Tuesday, July 3, 2012

Central Vietnam Trip Part VII - Royal Tomb of Khai Dinh



The Nguyen Emperor Khai Dinh's Royal Tomb is unique among the royal tombs in Hue, Vietnam. Where other royal tombs are expansive and invite respectful reflection, Khai Dinh built his final resting place to be monumental in style and bombastic in execution.

Construction began in 1920 and concluded in 1931, with the Emperor increasing tax by 30 per cent to fund the lavish mausoleum. Before his death in 1925, the Emperor visited France where he was likely influenced by the architectural styles there, evidenced by the European influences in his Oriental mausoleum. The tomb was completed by Bao Dai, Khai Dinh's successor, in 1931.

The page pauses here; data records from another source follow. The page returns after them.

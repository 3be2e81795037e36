//! Process-memory scanning (P1 region classifier, P2 process stream).
//!
//! Entirely trait-mediated: no real Windows bindings live here. A
//! production build supplies its own `ProcessOsInterface`.

mod os_interface;
pub(crate) mod region;
mod stream;

pub use os_interface::{
    Address, HeapInfo, HeapSegmentHeader, ProcessOsInterface, Protection, RawRegion, RegionState,
    RegionType, ThreadInfo, ACTIVATION_CONTEXT_MAGIC, HEAP_SEGMENT_SIGNATURE,
};
pub use region::{classify, Kind, MemoryRegion, RegionIndex};
pub use stream::ProcessStream;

Plus, if the local tour guides are to be believed, Khai Dinh's tomb was purposefully designed to be difficult to visit - the tomb was built on the side of a mountain, and its inner sanctum is 127 steps up from street level, a fact that must have grated on the court officials who were required on pain of their lives to pay their respects to the late emperor.






Throughout the interior of the tomb, colored glass and ceramic chips were used to form mosaics of oriental design. The ceilings were hand painted much like the ceilings of western churches, but the designs were of dragons and clouds.